Grzanka believes the law is part of a "retrenchment politics that is designed to put LGBT people back in our place, and, of course, the place is cowering in fear in the closet."
The Tennessee drag performers I interviewed for this column pointed to the opaqueness of the law as a source of the apprehension surrounding it. For instance, in Tennessee, will drag performances in Pride parades -- joyful events that have been embraced across America -- now be illegal?
Although Tennessee is leading in this hateful anti-drag race, it isn't the only state engaged in it. Late last month, Republican Gov. Sarah Huckabee Sanders of Arkansas signed a bill restricting "adult-oriented performance," a measure that had originally targeted drag performers explicitly before being watered down in the face of opposition.
According to the Human Rights Campaign's State Equality Index, 29 out of 315 anti-LGBTQ bills were enacted into law in 2022, and the group is now tracking approximately 750 LGBTQ bills introduced in state legislatures around the country. As the HRC points out, "over half are bills that will cause real harm to the LGBTQ+ community."

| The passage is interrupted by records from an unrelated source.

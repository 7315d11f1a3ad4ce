//! Caching module for pai-search
//!
//! Bounded, TTL-based store of ranked results keyed by normalized query.

use crate::results::{hex_digest, SearchResult};
use std::collections::HashMap;
use std::sync::{PoisonError, RwLock};
use std::time::{Duration, Instant};
use tracing::debug;

#[derive(Debug, Clone)]
struct CacheEntry {
    value: Vec<SearchResult>,
    written_at: Instant,
}

/// Cache for search results
///
/// Expired entries are removed lazily on read. When full, inserting a new key
/// evicts the entry with the oldest write time; reads do not refresh entries.
#[derive(Debug)]
pub struct ResultCache {
    entries: RwLock<HashMap<String, CacheEntry>>,
    ttl: Duration,
    max_entries: usize,
}

impl ResultCache {
    /// Create a new result cache with specified TTL and entry ceiling
    pub fn new(ttl_seconds: u64, max_entries: usize) -> Self {
        Self::with_ttl(Duration::from_secs(ttl_seconds), max_entries)
    }

    pub fn with_ttl(ttl: Duration, max_entries: usize) -> Self {
        Self {
            entries: RwLock::new(HashMap::new()),
            ttl,
            max_entries: max_entries.max(1),
        }
    }

    /// Get cached results for a query
    pub fn get(&self, query: &str) -> Option<Vec<SearchResult>> {
        self.get_at(query, Instant::now())
    }

    /// Store results for a query
    pub fn set(&self, query: &str, results: Vec<SearchResult>) {
        self.set_at(query, results, Instant::now());
    }

    pub(crate) fn get_at(&self, query: &str, now: Instant) -> Option<Vec<SearchResult>> {
        let key = query_cache_key(query);

        {
            let entries = self.entries.read().unwrap_or_else(PoisonError::into_inner);
            match entries.get(&key) {
                None => return None,
                Some(entry) if !self.is_expired(entry, now) => return Some(entry.value.clone()),
                Some(_) => {}
            }
        }

        // Expired: re-check under the write lock, a writer may have refreshed it
        let mut entries = self.entries.write().unwrap_or_else(PoisonError::into_inner);
        match entries.get(&key) {
            Some(entry) if !self.is_expired(entry, now) => Some(entry.value.clone()),
            Some(_) => {
                entries.remove(&key);
                debug!("Cache entry for '{}' expired", query);
                None
            }
            None => None,
        }
    }

    pub(crate) fn set_at(&self, query: &str, results: Vec<SearchResult>, now: Instant) {
        let key = query_cache_key(query);
        let mut entries = self.entries.write().unwrap_or_else(PoisonError::into_inner);

        if !entries.contains_key(&key) && entries.len() >= self.max_entries {
            let oldest = entries
                .iter()
                .min_by_key(|(_, entry)| entry.written_at)
                .map(|(k, _)| k.clone());
            if let Some(oldest) = oldest {
                entries.remove(&oldest);
                debug!("Cache full, evicted oldest entry");
            }
        }

        entries.insert(
            key,
            CacheEntry {
                value: results,
                written_at: now,
            },
        );
    }

    fn is_expired(&self, entry: &CacheEntry, now: Instant) -> bool {
        now.saturating_duration_since(entry.written_at) >= self.ttl
    }

    /// Remove a cached query
    pub fn remove(&self, query: &str) {
        let key = query_cache_key(query);
        self.entries
            .write()
            .unwrap_or_else(PoisonError::into_inner)
            .remove(&key);
    }

    /// Clear the entire cache
    pub fn clear(&self) {
        self.entries
            .write()
            .unwrap_or_else(PoisonError::into_inner)
            .clear();
    }

    /// Get cache size, including expired entries not yet read
    pub fn size(&self) -> usize {
        self.entries
            .read()
            .unwrap_or_else(PoisonError::into_inner)
            .len()
    }

    pub fn ttl(&self) -> Duration {
        self.ttl
    }
}

impl Default for ResultCache {
    fn default() -> Self {
        Self::new(3600, 1000) // 1 hour TTL, 1k max entries
    }
}

/// Lowercase and trim a query for cache lookups
pub fn normalize_query(query: &str) -> String {
    query.trim().to_lowercase()
}

/// Generate a cache key for a search query
pub fn query_cache_key(query: &str) -> String {
    hex_digest(normalize_query(query).as_bytes())
}

#[cfg(test)]
mod tests {
    use super::*;

    fn results(url: &str) -> Vec<SearchResult> {
        vec![SearchResult::new("title", "some body text", url, 0, 0)]
    }

    #[test]
    fn test_result_cache() {
        let cache = ResultCache::new(60, 100);
        cache.set("test", results("https://a.go.kr/1"));

        let result = cache.get("test");
        assert!(result.is_some());
        assert_eq!(result.unwrap(), results("https://a.go.kr/1"));
    }

    #[test]
    fn test_key_is_normalized() {
        let cache = ResultCache::new(60, 100);
        cache.set("  Pohang Population ", results("https://a.go.kr/1"));
        assert!(cache.get("pohang population").is_some());
        assert_eq!(query_cache_key("ABC "), query_cache_key("abc"));
        assert_eq!(query_cache_key("abc").len(), 64);
    }

    #[test]
    fn test_entry_at_ttl_boundary_is_expired() {
        let cache = ResultCache::new(10, 100);
        let t0 = Instant::now();
        cache.set_at("q", results("https://a.go.kr/1"), t0);

        assert!(cache
            .get_at("q", t0 + Duration::from_secs(10) - Duration::from_millis(1))
            .is_some());
        assert!(cache.get_at("q", t0 + Duration::from_secs(10)).is_none());
        // expired entries are deleted on read
        assert_eq!(cache.size(), 0);
    }

    #[test]
    fn test_zero_ttl_never_hits() {
        let cache = ResultCache::with_ttl(Duration::ZERO, 10);
        cache.set("q", results("https://a.go.kr/1"));
        assert!(cache.get("q").is_none());
    }

    #[test]
    fn test_evicts_oldest_write() {
        let cache = ResultCache::new(3600, 2);
        let t0 = Instant::now();
        cache.set_at("first", results("https://a.go.kr/1"), t0);
        cache.set_at("second", results("https://a.go.kr/2"), t0 + Duration::from_secs(1));

        // reading does not protect "first"
        assert!(cache.get_at("first", t0 + Duration::from_secs(2)).is_some());

        cache.set_at("third", results("https://a.go.kr/3"), t0 + Duration::from_secs(3));
        let now = t0 + Duration::from_secs(4);
        assert!(cache.get_at("first", now).is_none());
        assert!(cache.get_at("second", now).is_some());
        assert!(cache.get_at("third", now).is_some());
        assert_eq!(cache.size(), 2);
    }

    #[test]
    fn test_overwrite_does_not_evict() {
        let cache = ResultCache::new(3600, 2);
        cache.set("a", results("https://a.go.kr/1"));
        cache.set("b", results("https://a.go.kr/2"));
        cache.set("a", results("https://a.go.kr/3"));

        assert_eq!(cache.size(), 2);
        assert_eq!(cache.get("a").unwrap()[0].source_url(), "https://a.go.kr/3");
        assert!(cache.get("b").is_some());
    }

    #[test]
    fn test_remove_and_clear() {
        let cache = ResultCache::default();
        cache.set("a", results("https://a.go.kr/1"));
        cache.set("b", results("https://a.go.kr/2"));
        cache.remove("a");
        assert!(cache.get("a").is_none());
        cache.clear();
        assert_eq!(cache.size(), 0);
    }
}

With the bill signed last week, Tennessee has now adopted 14 anti-LGBTQ laws since 2015, "more than any other state in the country," according to the HRC.

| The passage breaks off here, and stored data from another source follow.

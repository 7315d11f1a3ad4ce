//! Provider traits and types

use crate::config::{SearchDepth, SearchSettings, SearchTopic};
use crate::error::SearchError;
use async_trait::async_trait;
use serde::{Deserialize, Serialize};

/// Request sent to the search provider
#[derive(Debug, Clone, PartialEq, Serialize, Deserialize)]
pub struct ProviderRequest {
    /// Trimmed, non-normalized query text
    pub query: String,
    pub search_depth: SearchDepth,
    pub max_results: usize,
    pub include_answer: bool,
    pub include_raw_content: bool,
    pub include_images: bool,
    pub topic: SearchTopic,
    #[serde(default, skip_serializing_if = "Vec::is_empty")]
    pub include_domains: Vec<String>,
    #[serde(default, skip_serializing_if = "Vec::is_empty")]
    pub exclude_domains: Vec<String>,
}

impl ProviderRequest {
    /// Create request parameters with default provider options
    pub fn new(query: impl Into<String>) -> Self {
        Self {
            query: query.into(),
            search_depth: SearchDepth::default(),
            max_results: 5,
            include_answer: true,
            include_raw_content: false,
            include_images: false,
            topic: SearchTopic::default(),
            include_domains: Vec::new(),
            exclude_domains: Vec::new(),
        }
    }

    /// Create request parameters from search settings
    pub fn from_settings(query: impl Into<String>, settings: &SearchSettings) -> Self {
        Self {
            search_depth: settings.search_depth,
            max_results: settings.max_results,
            topic: settings.topic,
            include_domains: settings.include_domains.clone(),
            exclude_domains: settings.exclude_domains.clone(),
            ..Self::new(query)
        }
    }

    pub fn with_max_results(mut self, max_results: usize) -> Self {
        self.max_results = max_results;
        self
    }
}

/// HTTP response from a provider request
#[derive(Debug)]
pub struct ProviderResponse {
    /// HTTP status code
    pub status: u16,
    /// Response body as text
    pub text: String,
}

impl ProviderResponse {
    /// Parse response as JSON, keeping the raw body on failure
    pub fn json(&self) -> Result<serde_json::Value, SearchError> {
        serde_json::from_str(&self.text)
            .map_err(|e| SearchError::parsing(format!("invalid JSON: {}", e), self.text.clone()))
    }

    /// Check if response is successful (2xx)
    pub fn is_success(&self) -> bool {
        (200..300).contains(&self.status)
    }
}

/// External web-search provider
///
/// Implementations return the raw JSON payload; parsing and ranking happen in
/// the search manager.
#[async_trait]
pub trait SearchProvider: Send + Sync {
    /// Provider name
    fn name(&self) -> &str;

    /// Execute one search call
    async fn search(&self, request: &ProviderRequest) -> Result<serde_json::Value, SearchError>;
}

Michelangelo Signorile, a radio host and the author of the prescient 2015 book "It's Not Over: Getting Beyond Tolerance, Defeating Homophobia and Winning True Equality," told me that conservative politicians are "seeing this as the issue they need to completely outdo each other in the culture war fight" because they think that is what their base wants.

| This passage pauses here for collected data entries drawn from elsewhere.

//! Error taxonomy for the search integration layer

use serde::Serialize;
use std::fmt;
use std::time::Duration;

/// Failures raised while searching
///
/// Every variant is recoverable at the [`SearchManager`](crate::search::SearchManager)
/// boundary except `Configuration`, which is raised while building the manager.
#[derive(Debug, Clone, thiserror::Error)]
pub enum SearchError {
    #[error("configuration error: {0}")]
    Configuration(String),

    #[error("provider call timed out after {0:?}")]
    Timeout(Duration),

    #[error("daily quota of {limit} provider calls exhausted")]
    QuotaExceeded { limit: u32 },

    #[error("provider error ({kind}): {message}")]
    Provider {
        kind: ProviderErrorKind,
        message: String,
    },

    #[error("malformed provider payload: {message}")]
    Parsing { message: String, raw: String },
}

impl SearchError {
    /// Build a provider error, classifying it from the message text
    pub fn provider(message: impl Into<String>) -> Self {
        let message = message.into();
        Self::Provider {
            kind: ProviderErrorKind::classify(&message),
            message,
        }
    }

    /// Build a provider error from an HTTP status and response body
    pub fn from_status(status: u16, body: &str) -> Self {
        let kind = match status {
            401 | 403 => ProviderErrorKind::Auth,
            429 => ProviderErrorKind::RateLimited,
            // Tavily answers plan and usage limits with 432/433
            432 | 433 => ProviderErrorKind::QuotaExhausted,
            500..=599 => ProviderErrorKind::Server,
            _ => ProviderErrorKind::classify(body),
        };
        Self::Provider {
            kind,
            message: format!("HTTP {}: {}", status, truncate(body, 200)),
        }
    }

    pub fn parsing(message: impl Into<String>, raw: impl Into<String>) -> Self {
        Self::Parsing {
            message: message.into(),
            raw: raw.into(),
        }
    }

    /// Whether another attempt at the same request may succeed
    pub fn is_retryable(&self) -> bool {
        match self {
            Self::Provider { kind, .. } => kind.is_retryable(),
            _ => false,
        }
    }

    pub fn is_timeout(&self) -> bool {
        matches!(self, Self::Timeout(_))
    }

    /// Local daily limit reached, or the provider's own plan limit
    pub fn is_quota_exhausted(&self) -> bool {
        matches!(
            self,
            Self::QuotaExceeded { .. }
                | Self::Provider {
                    kind: ProviderErrorKind::QuotaExhausted,
                    ..
                }
        )
    }

    /// Short machine-readable label used in logs and HTTP responses
    pub fn label(&self) -> &'static str {
        match self {
            Self::Configuration(_) => "configuration",
            Self::Timeout(_) => "timeout",
            Self::QuotaExceeded { .. } => "quota_exceeded",
            Self::Provider { .. } => "provider",
            Self::Parsing { .. } => "parsing",
        }
    }
}

impl From<reqwest::Error> for SearchError {
    fn from(err: reqwest::Error) -> Self {
        if err.is_timeout() {
            return Self::Provider {
                kind: ProviderErrorKind::Network,
                message: format!("request timed out: {}", err),
            };
        }
        if let Some(status) = err.status() {
            return Self::from_status(status.as_u16(), &err.to_string());
        }
        if err.is_connect() || err.is_request() {
            return Self::Provider {
                kind: ProviderErrorKind::Network,
                message: err.to_string(),
            };
        }
        Self::provider(err.to_string())
    }
}

/// Classification of provider-side failures
#[derive(Debug, Clone, Copy, PartialEq, Eq, Serialize)]
#[serde(rename_all = "snake_case")]
pub enum ProviderErrorKind {
    Auth,
    QuotaExhausted,
    RateLimited,
    Server,
    Network,
    Other,
}

impl ProviderErrorKind {
    /// Classify an error by inspecting its text for quota/auth/rate keywords
    pub fn classify(message: &str) -> Self {
        let lower = message.to_lowercase();
        let has = |needles: &[&str]| needles.iter().any(|n| lower.contains(n));

        if has(&["quota", "usage limit", "plan limit", "credits"]) {
            Self::QuotaExhausted
        } else if has(&["unauthorized", "forbidden", "api key", "api_key", "invalid key", "auth"]) {
            Self::Auth
        } else if has(&["rate limit", "too many requests", "429"]) {
            Self::RateLimited
        } else if has(&["connection", "dns", "network", "reset by peer"]) {
            Self::Network
        } else if has(&["internal server error", "bad gateway", "service unavailable", "502", "503"]) {
            Self::Server
        } else {
            Self::Other
        }
    }

    pub fn is_retryable(self) -> bool {
        matches!(self, Self::RateLimited | Self::Server | Self::Network)
    }
}

impl fmt::Display for ProviderErrorKind {
    fn fmt(&self, f: &mut fmt::Formatter<'_>) -> fmt::Result {
        let name = match self {
            Self::Auth => "auth",
            Self::QuotaExhausted => "quota exhausted",
            Self::RateLimited => "rate limited",
            Self::Server => "server",
            Self::Network => "network",
            Self::Other => "other",
        };
        f.write_str(name)
    }
}

fn truncate(text: &str, max_chars: usize) -> String {
    match text.char_indices().nth(max_chars) {
        Some((idx, _)) => format!("{}...", &text[..idx]),
        None => text.to_string(),
    }
}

Signorile points out that the anti-drag bills further weave together existing political threads on the right, lumping together child indoctrination and abuse with anything to do with being LGBTQ to sow distrust and bigotry. These efforts play into the "groomer" scare, which dovetailed with the passage of Florida's so-called Don't Say Gay law.
Per an HRC report issued in August, hateful tweets about "groomers" from "just 10 people were viewed an estimated 48 million times, equivalent to 66% of the reach of the 500 most-viewed tweets." Those 10 people included Republican Reps. Marjorie Taylor Greene of Georgia and Lauren Boebert of Colorado.
Conservatives, having suffered losses in recent years on LGBTQ rights issues, found a smaller, more vulnerable subset of the queer community to attack: those fighting for gender identity rights.
Although the public has in recent decades developed a better understanding of sexual orientation, its understanding of gender lags. In that context, some people conflate performing in drag with being transgender.
Indeed, on the same day Lee signed the anti-drag legislation, he also signed legislation to essentially ban gender-affirming care for trans youths.
These laws pose a real threat both to drag performers and the trans community. One criminalizes artistic expression; the other criminalizes people for being who they are. Taken together, they further embolden hate groups already mobilized on gender issues.
Monica Lusk, a trans Memphis drag entertainer who performs under the name Monica Dupree, told me that she feels doubly attacked by Tennessee's law and that she's "mad as hell." "Drag saved my life," she said, all because she went to a drag show 23 years ago and could finally see herself. "Drag" doesn't mean "lewd." But drag often frees, and sometimes saves.